Material for the task Start Marker

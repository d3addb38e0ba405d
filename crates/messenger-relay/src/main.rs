use std::{path::PathBuf, process, sync::Arc};

use anyhow::anyhow;
use clap::{ArgGroup, Parser, Subcommand};
use messenger_relay::requirements::{Requirements, ValidationReport};
use messenger_relay::server;
use messenger_relay::values::{HttpMode, Values};
use messenger_relay_core::{
    Dispatcher, HttpSender, MessageSender, RecordingSender, WebhookRelay, decode_envelope,
    sign_payload,
};
use serde_json::json;
use tokio::net::TcpListener;
use tokio::runtime::Builder;
use tracing::{info, warn};
use tracing_subscriber::EnvFilter;

#[derive(Parser)]
#[command(name = "messenger-relay")]
#[command(about = "Relay messenger webhook deliveries back through the send API", long_about = None)]
struct Cli {
    /// Emit logs as JSON lines.
    #[arg(long, global = true)]
    log_json: bool,
    #[command(subcommand)]
    command: Command,
}

#[derive(Subcommand)]
enum Command {
    /// Run the webhook endpoint.
    Serve {
        #[arg(long, value_name = "VALUES_JSON")]
        values: Option<PathBuf>,
        #[arg(long, default_value = "0.0.0.0")]
        host: String,
        #[arg(long, default_value_t = 8080)]
        port: u16,
        #[arg(long, default_value = "/")]
        path: String,
    },
    /// Print the X-Hub-Signature value for a body.
    #[command(group(
        ArgGroup::new("input")
            .required(true)
            .args(["body", "body_file"])
    ))]
    Sign {
        #[arg(long)]
        secret: String,
        #[arg(long, group = "input")]
        body: Option<String>,
        #[arg(long = "body-file", value_name = "BODY_FILE", group = "input")]
        body_file: Option<PathBuf>,
    },
    /// Decode an envelope and print the payloads it would produce.
    #[command(group(
        ArgGroup::new("input")
            .required(true)
            .args(["body", "body_file"])
    ))]
    Dispatch {
        #[arg(long, value_name = "VALUES_JSON")]
        values: Option<PathBuf>,
        #[arg(long, group = "input")]
        body: Option<String>,
        #[arg(long = "body-file", value_name = "BODY_FILE", group = "input")]
        body_file: Option<PathBuf>,
    },
    /// Print the settings the relay needs.
    Requirements,
}

fn main() {
    dotenvy::dotenv().ok();
    let cli = Cli::parse();
    init_tracing(cli.log_json);
    let exit_code = match run(cli.command) {
        Ok(_) => 0,
        Err(err) => {
            if !matches!(err, CliError::Validation { .. }) {
                eprintln!("error: {err}");
            }
            err.exit_code()
        }
    };
    process::exit(exit_code);
}

fn init_tracing(json: bool) {
    let filter = EnvFilter::try_from_default_env()
        .unwrap_or_else(|_| EnvFilter::new("info,messenger_relay=debug,messenger_relay_core=debug"));
    let builder = tracing_subscriber::fmt()
        .with_env_filter(filter)
        .with_writer(std::io::stderr);
    if json {
        builder.json().init();
    } else {
        builder.init();
    }
}

fn run(command: Command) -> Result<(), CliError> {
    match command {
        Command::Serve {
            values,
            host,
            port,
            path,
        } => handle_serve(values, host, port, path),
        Command::Sign {
            secret,
            body,
            body_file,
        } => handle_sign(secret, body, body_file),
        Command::Dispatch {
            values,
            body,
            body_file,
        } => handle_dispatch(values, body, body_file),
        Command::Requirements => handle_requirements(),
    }
}

fn load_values(values_path: Option<PathBuf>) -> Result<Values, CliError> {
    let mut values = Values::from_env();
    if let Some(path) = values_path {
        let file = Values::load(&path).map_err(|err| CliError::ValuesLoad(path.clone(), err))?;
        values.merge(file);
    }
    Ok(values)
}

fn handle_serve(
    values_path: Option<PathBuf>,
    host: String,
    port: u16,
    path: String,
) -> Result<(), CliError> {
    if !path.starts_with('/') {
        return Err(CliError::Listen(format!(
            "route path '{path}' must start with '/'"
        )));
    }
    let values = load_values(values_path)?;
    let report = Requirements::relay().validate(&values);
    if !report.is_empty() {
        print_missing(&report);
        return Err(CliError::Validation { report });
    }
    let config = Arc::new(
        values
            .relay_config()
            .map_err(|err| CliError::Settings(err.into()))?,
    );
    let sender: Arc<dyn MessageSender> = match values.http_mode() {
        HttpMode::Real => Arc::new(HttpSender::new(config.send_endpoint.clone())),
        HttpMode::Mock => {
            warn!("http mode is mock; payloads are logged, not sent");
            Arc::new(RecordingSender::new(config.send_endpoint.clone()).with_history_limit(0))
        }
    };
    info!(?config, "relay configured");
    let app = server::router(WebhookRelay::new(config, sender), &path);

    let bind_addr = format!("{host}:{port}");
    let runtime = Builder::new_multi_thread()
        .enable_all()
        .build()
        .map_err(|err| CliError::Listen(err.to_string()))?;
    runtime.block_on(async move {
        let listener = TcpListener::bind(&bind_addr)
            .await
            .map_err(|err| CliError::Listen(format!("{bind_addr}: {err}")))?;
        server::serve(listener, app)
            .await
            .map_err(|err| CliError::Listen(err.to_string()))
    })
}

fn handle_sign(
    secret: String,
    body: Option<String>,
    body_file: Option<PathBuf>,
) -> Result<(), CliError> {
    let body = resolve_body(body, body_file)?;
    println!("{}", sign_payload(&body, secret.as_bytes()));
    Ok(())
}

fn handle_dispatch(
    values_path: Option<PathBuf>,
    body: Option<String>,
    body_file: Option<PathBuf>,
) -> Result<(), CliError> {
    let values = load_values(values_path)?;
    let policy = values
        .dispatch_policy()
        .map_err(|err| CliError::Settings(err.into()))?;
    let body = resolve_body(body, body_file)?;
    let envelope = decode_envelope(&body).map_err(|err| CliError::Decode(err.into()))?;
    let dispatcher = Dispatcher::new(policy);
    let payloads: Vec<_> = envelope
        .events()
        .flat_map(|event| dispatcher.dispatch(event))
        .collect();
    let output = json!({ "payloads": payloads });
    println!("{}", to_pretty(&output)?);
    Ok(())
}

fn handle_requirements() -> Result<(), CliError> {
    println!("{}", to_pretty(&Requirements::relay())?);
    Ok(())
}

fn resolve_body(body: Option<String>, body_file: Option<PathBuf>) -> Result<Vec<u8>, CliError> {
    match (body, body_file) {
        (Some(b), None) => Ok(b.into_bytes()),
        (None, Some(file)) => {
            std::fs::read(&file).map_err(|err| CliError::BodyInput(file.clone(), err.into()))
        }
        (Some(_), Some(_)) => Err(CliError::Usage(
            "--body and --body-file cannot be provided together".to_string(),
        )),
        (None, None) => Err(CliError::Usage(
            "--body or --body-file is required".to_string(),
        )),
    }
}

fn to_pretty<T: serde::Serialize>(value: &T) -> Result<String, CliError> {
    serde_json::to_string_pretty(value).map_err(|err| CliError::Settings(anyhow!(err)))
}

fn print_missing(report: &ValidationReport) {
    let message = json!({
        "error": "missing required values",
        "missing": {
            "config": report.missing_config,
            "secrets": report.missing_secrets,
        }
    });
    println!(
        "{}",
        serde_json::to_string_pretty(&message).unwrap_or_else(|_| message.to_string())
    );
}

#[derive(thiserror::Error, Debug)]
enum CliError {
    #[error("values load failed ({0}): {1}")]
    ValuesLoad(PathBuf, #[source] anyhow::Error),
    #[error("body input load failed ({0}): {1}")]
    BodyInput(PathBuf, #[source] anyhow::Error),
    #[error("{0}")]
    Usage(String),
    #[error("validation failed")]
    Validation { report: ValidationReport },
    #[error("invalid settings: {0}")]
    Settings(#[source] anyhow::Error),
    #[error("{0}")]
    Decode(#[source] anyhow::Error),
    #[error("listener failure: {0}")]
    Listen(String),
}

impl CliError {
    fn exit_code(&self) -> i32 {
        match self {
            CliError::ValuesLoad(_, _) => 1,
            CliError::BodyInput(_, _) => 1,
            CliError::Usage(_) => 1,
            CliError::Validation { .. } => 2,
            CliError::Settings(_) => 2,
            CliError::Decode(_) => 4,
            CliError::Listen(_) => 7,
        }
    }
}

Material for the task End Marker

• Your goal
Across the listing above, report every line where "EnvFilter" occurs.

• Task response
use tracing_subscriber::EnvFilter;
    let filter = EnvFilter::try_from_default_env()
        .unwrap_or_else(|_| EnvFilter::new("info,messenger_relay=debug,messenger_relay_core=debug"));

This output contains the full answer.